C’è poi un terzo capitolo, quello della nuova Torino che ha affiancato quella tradizionale: Torino, forse senza che ne abbiamo piena coscienza, è diventata una delle piazze finanziarie più importanti del Paese. Qui ci sono: la più grande banca italiana, il S. Paolo Imi; Ifi e Ifil, che si è assai espansa in Francia con la conquista della Worms; un gruppo di società di assicurazione, dalla Reale alla Vittoria.

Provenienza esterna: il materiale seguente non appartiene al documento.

use thiserror::Error;

#[derive(Debug, Error)]
pub enum CoreError {
    #[error("unknown delegate: {0} (expected gpu, nnapi, cpu or cpu:<threads>)")]
    UnknownDelegate(String),

    #[error("config file not found: {0}")]
    ConfigNotFound(std::path::PathBuf),

    #[error("io error: {0}")]
    Io(#[from] std::io::Error),

    #[error("config parse error: {0}")]
    Json(#[from] serde_json::Error),
}
//! Question answering layer: lazy answerer adapter over a pluggable engine,
//! with an ONNX Runtime BERT engine behind the `onnx` feature.

mod engine;
mod helper;
pub mod span;

pub use engine::{AnswererFactory, AnswererOptions, QuestionAnswerer};
pub use helper::{AnswerListener, BertQaHelper, INIT_FAILED_MESSAGE};

#[cfg(feature = "onnx")]
mod bert;
#[cfg(feature = "onnx")]
pub use bert::{OnnxBertAnswerer, OrtAnswererFactory, OrtDeviceCapabilities};
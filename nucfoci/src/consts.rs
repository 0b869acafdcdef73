//! 通用常量.

/// 单通道颜色.
pub mod gray {
    /// 单通道黑色.
    pub const BLACK: u8 = 0b_0000_0000;

    /// 单通道白色.
    pub const WHITE: u8 = 0b_1111_1111;

    /// 叠加图中 foci 掩膜的填充值.
    pub const FOCI_MASK: u8 = WHITE;
}

/// npz 输入包中各条目的默认名字 (不含 `.npy` 后缀).
pub mod entry {
    /// RNF4 通道.
    pub const RNF4: &str = "rnf4";

    /// PML 通道.
    pub const PML: &str = "pml";

    /// RNF111 (辅助) 通道.
    pub const RNF111: &str = "rnf111";

    /// DAPI 通道.
    pub const DAPI: &str = "dapi";

    /// 细胞核标签图.
    pub const NUCLEI_LABELS: &str = "nuclei_labels";

    /// PML foci 标签图.
    pub const PML_LABELS: &str = "pml_labels";

    /// RNF4 foci 标签图.
    pub const RNF4_LABELS: &str = "rnf4_labels";

    /// 标定信息, `[pixel_width, pixel_height, pixel_depth]` 或仅 `[pixel_width]`.
    pub const CALIBRATION: &str = "calibration";
}

/// 输入包扩展名.
pub const BUNDLE_EXT: &str = "npz";

/// 结果表文件名.
pub const RESULTS_FILE: &str = "results.tsv";

/// 共定位判定的默认重叠比例.
pub const OVERLAP_FRACTION: f64 = 0.25;

/// 弥散信号计算中 foci 膨胀的默认水平半径 (体素).
pub const DILATION_XY: f64 = 2.0;

/// 弥散信号计算中 foci 膨胀的默认 z 方向半径 (体素).
pub const DILATION_Z: f64 = 0.0;
use super::SpatialObject;
use crate::{AnalysisError, AnalysisResult, CalibratedImage, Idx3d};
use ndarray::{ArrayBase, Data, Ix3};
use num::ToPrimitive;
use std::collections::BTreeMap;

/// 有序的对象集合. 同一集合内标签互不重复, 允许为空.
///
/// 迭代顺序稳定 (插入顺序), 以保证结果可复现.
#[derive(Debug, Clone, Default)]
pub struct ObjectPopulation {
    /// 集合名, 仅用于错误信息与日志.
    name: String,
    objects: Vec<SpatialObject>,
}

impl ObjectPopulation {
    /// 创建名为 `name` 的空集合.
    pub fn new(name: impl Into<String>) -> Self {
        Self {
            name: name.into(),
            objects: Vec::new(),
        }
    }

    /// 由已构建的对象创建集合. 若存在重复标签则返回 `DuplicateLabel`.
    pub fn from_objects<I>(name: impl Into<String>, objects: I) -> AnalysisResult<Self>
    where
        I: IntoIterator<Item = SpatialObject>,
    {
        let mut pop = Self::new(name);
        for obj in objects {
            pop.push(obj)?;
        }
        Ok(pop)
    }

    /// 由 `(标签, 体素集合)` 创建集合.
    ///
    /// 若存在零体素对象返回 `DegenerateObject`, 若存在重复标签返回 `DuplicateLabel`.
    pub fn from_parts<I, V>(name: impl Into<String>, parts: I) -> AnalysisResult<Self>
    where
        I: IntoIterator<Item = (u32, V)>,
        V: IntoIterator<Item = Idx3d>,
    {
        let mut pop = Self::new(name);
        for (label, voxels) in parts {
            let obj = SpatialObject::new(label, voxels).ok_or_else(|| {
                AnalysisError::DegenerateObject {
                    population: pop.name.clone(),
                    label,
                }
            })?;
            pop.push(obj)?;
        }
        Ok(pop)
    }

    /// 从标签图创建集合. 每个非零标签值对应一个对象, 集合按标签升序排列.
    ///
    /// 标签值必须能无损表示为 `u32`, 否则返回 `Configuration`.
    pub fn from_label_image<S, T>(name: impl Into<String>, labels: &ArrayBase<S, Ix3>) -> AnalysisResult<Self>
    where
        S: Data<Elem = T>,
        T: ToPrimitive + Copy,
    {
        let name = name.into();
        let mut book: BTreeMap<u32, Vec<Idx3d>> = BTreeMap::new();
        for (pos, v) in labels.indexed_iter() {
            let label = match v.to_u32() {
                Some(0) => continue,
                Some(l) if v.to_f64() == Some(l as f64) => l,
                _ => {
                    return Err(AnalysisError::Configuration(format!(
                        "label image `{name}` holds a non-label value at {pos:?}"
                    )))
                }
            };
            // 行优先遍历, 每个标签内的体素天然有序.
            book.entry(label).or_default().push(pos);
        }
        let objects = book
            .into_iter()
            .map(|(label, voxels)| SpatialObject::from_sorted(label, voxels))
            .collect();
        Ok(Self { name, objects })
    }

    /// 追加对象. 若标签已存在返回 `DuplicateLabel`, 集合不变.
    pub fn push(&mut self, obj: SpatialObject) -> AnalysisResult<()> {
        if self.objects.iter().any(|o| o.label() == obj.label()) {
            return Err(AnalysisError::DuplicateLabel {
                population: self.name.clone(),
                label: obj.label(),
            });
        }
        self.objects.push(obj);
        Ok(())
    }

    /// 集合名.
    #[inline]
    pub fn name(&self) -> &str {
        &self.name
    }

    /// 对象个数.
    #[inline]
    pub fn len(&self) -> usize {
        self.objects.len()
    }

    /// 是否为空集合?
    #[inline]
    pub fn is_empty(&self) -> bool {
        self.objects.is_empty()
    }

    /// 获取第 `index` 个对象. 越界时返回 `None`.
    #[inline]
    pub fn get(&self, index: usize) -> Option<&SpatialObject> {
        self.objects.get(index)
    }

    /// 按集合顺序迭代对象.
    #[inline]
    pub fn iter(&self) -> std::slice::Iter<'_, SpatialObject> {
        self.objects.iter()
    }

    /// 以切片形式获得全部对象.
    #[inline]
    pub fn as_slice(&self) -> &[SpatialObject] {
        &self.objects
    }

    /// 所有对象标定面积之和.
    pub fn total_area(&self, pixel_area: f64) -> f64 {
        self.objects.iter().map(|o| o.area(pixel_area)).sum()
    }

    /// 只保留体素个数位于 `[min_voxels, max_voxels]` 的对象.
    ///
    /// 返回被移除的对象个数.
    pub fn filter_size(&mut self, min_voxels: f64, max_voxels: f64) -> usize {
        let before = self.len();
        self.objects.retain(|o| {
            let size = o.size() as f64;
            min_voxels <= size && size <= max_voxels
        });
        before - self.len()
    }

    /// 移除接触形状为 `shape` 的图像水平边缘的对象. 不考虑 z 方向.
    ///
    /// 返回被移除的对象个数.
    pub fn exclude_borders_xy(&mut self, shape: Idx3d) -> usize {
        let before = self.len();
        self.objects.retain(|o| !o.touches_border_xy(shape));
        before - self.len()
    }

    /// 移除在 `image` 中平均强度低于 `min` 的对象.
    ///
    /// 返回被移除的对象个数. 若有对象超出 `image` 范围返回 `ImageMismatch`, 集合不变.
    pub fn filter_min_mean_intensity(&mut self, image: &CalibratedImage, min: f64) -> AnalysisResult<usize> {
        let keep = self
            .objects
            .iter()
            .map(|o| image.mean_over(o).map(|m| m >= min))
            .collect::<AnalysisResult<Vec<bool>>>()?;
        let before = self.len();
        let mut flags = keep.into_iter();
        self.objects.retain(|_| flags.next().unwrap_or(false));
        Ok(before - self.len())
    }

    /// 按当前顺序将标签重置为 `1..=len`.
    pub fn reset_labels(&mut self) {
        for (i, obj) in self.objects.iter_mut().enumerate() {
            obj.relabel(i as u32 + 1);
        }
    }
}
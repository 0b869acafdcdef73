//! 数据集操作.
//!
//! 输入目录下每个 `.npz` 文件对应一幅图像 (见 [`ImageBundle`]).
//! 提供迭代器风格的加载模式.

use crate::config::ChannelNames;
use crate::{consts, AnalysisError, AnalysisResult};
use std::path::{Path, PathBuf};

mod bundle;
mod npz;

pub use bundle::ImageBundle;

/// 获取 `{用户主目录}/dataset` 目录下给定继续项组成的全路径.
pub fn home_dataset_dir_with<P: AsRef<Path>, I: IntoIterator<Item = P>>(it: I) -> Option<PathBuf> {
    let mut ans = dirs::home_dir()?;
    ans.push("dataset");
    ans.extend(it);
    Some(ans)
}

/// 列出 `dir` 下所有 `.npz` 输入包, 按路径升序排列.
///
/// 若一个也没有, 返回 `NoInput`.
pub fn find_images<P: AsRef<Path>>(dir: P) -> AnalysisResult<Vec<PathBuf>> {
    let dir = dir.as_ref();
    let mut paths = Vec::new();
    for entry in std::fs::read_dir(dir)? {
        let path = entry?.path();
        if path.is_file() && path.extension().is_some_and(|e| e == consts::BUNDLE_EXT) {
            paths.push(path);
        }
    }
    if paths.is_empty() {
        return Err(AnalysisError::NoInput {
            dir: dir.display().to_string(),
            ext: consts::BUNDLE_EXT,
        });
    }
    paths.sort_unstable();
    Ok(paths)
}

/// 从 `paths` 创建输入包加载器. 文件在迭代时才被读取.
pub fn bundle_loader<I: IntoIterator<Item = PathBuf>>(paths: I, channels: ChannelNames) -> BundleLoader {
    let mut paths_rev: Vec<PathBuf> = paths.into_iter().collect();
    paths_rev.reverse();
    BundleLoader { paths_rev, channels }
}

/// 输入包加载器. 每次迭代产生 `(图像名, 读取结果)`.
///
/// 单个文件读取失败不会中断迭代.
#[derive(Debug)]
pub struct BundleLoader {
    paths_rev: Vec<PathBuf>,
    channels: ChannelNames,
}

impl Iterator for BundleLoader {
    type Item = (String, AnalysisResult<ImageBundle>);

    fn next(&mut self) -> Option<Self::Item> {
        let path = self.paths_rev.pop()?;
        let name = path
            .file_stem()
            .map(|s| s.to_string_lossy().into_owned())
            .unwrap_or_else(|| path.display().to_string());
        Some((name, ImageBundle::open(&path, &self.channels)))
    }
}

impl ExactSizeIterator for BundleLoader {
    #[inline]
    fn len(&self) -> usize {
        self.paths_rev.len()
    }
}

Perché non usarla per provare a sviluppare a partire da Torino e dal Nord-Ovest un’attività finanziaria che in Italia finora ha stentato ad attecchire? Si pensa al venture capital, che altrove è un’attività finanziaria sofisticata ma di rilevanti dimensioni, e che nel contempo si è rivelato come lo strumento più potente per creare imprese e lavoro. In America si devono al venture capital la maggioranza dei nuovi posti di lavoro; in Germania in pochi anni si sono create alcune migliaia di piccole aziende nel campo delle biotecnologie. Lo strumento da noi è stato provato più volte senza decisivi successi. Per attivarlo davvero bisogna offrire al risparmiatore, in contropartita di un investimento a rischio elevato, condizioni fiscali attraenti; esenzione dall’Irpef delle somme – fino a un certo ammontare – investite in fondi che fanno venture capita!, ed esenzione dall’imposta sul capital gain quando si vende la propria partecipazione.
A Torino e in Piemonte ci sono le condizioni ideali per far partire su basi nuove queste iniziative: da un lato la struttura finanziaria, dall’altro cultura di impresa, competenze, una tradizione di serietà ed un’immagine di credibilità. Si continui pure, altrove nel Paese, con i tradizionali strumenti di intervento diretto, le ottime agenzie di sviluppo, le meritorie imprenditorie giovanili. Perché non chiedere a Prodi di sperimentare invece a Torino e nel Nord-Ovest i meccanismi di mercato? Forse funzionano meglio, e certo costano meno.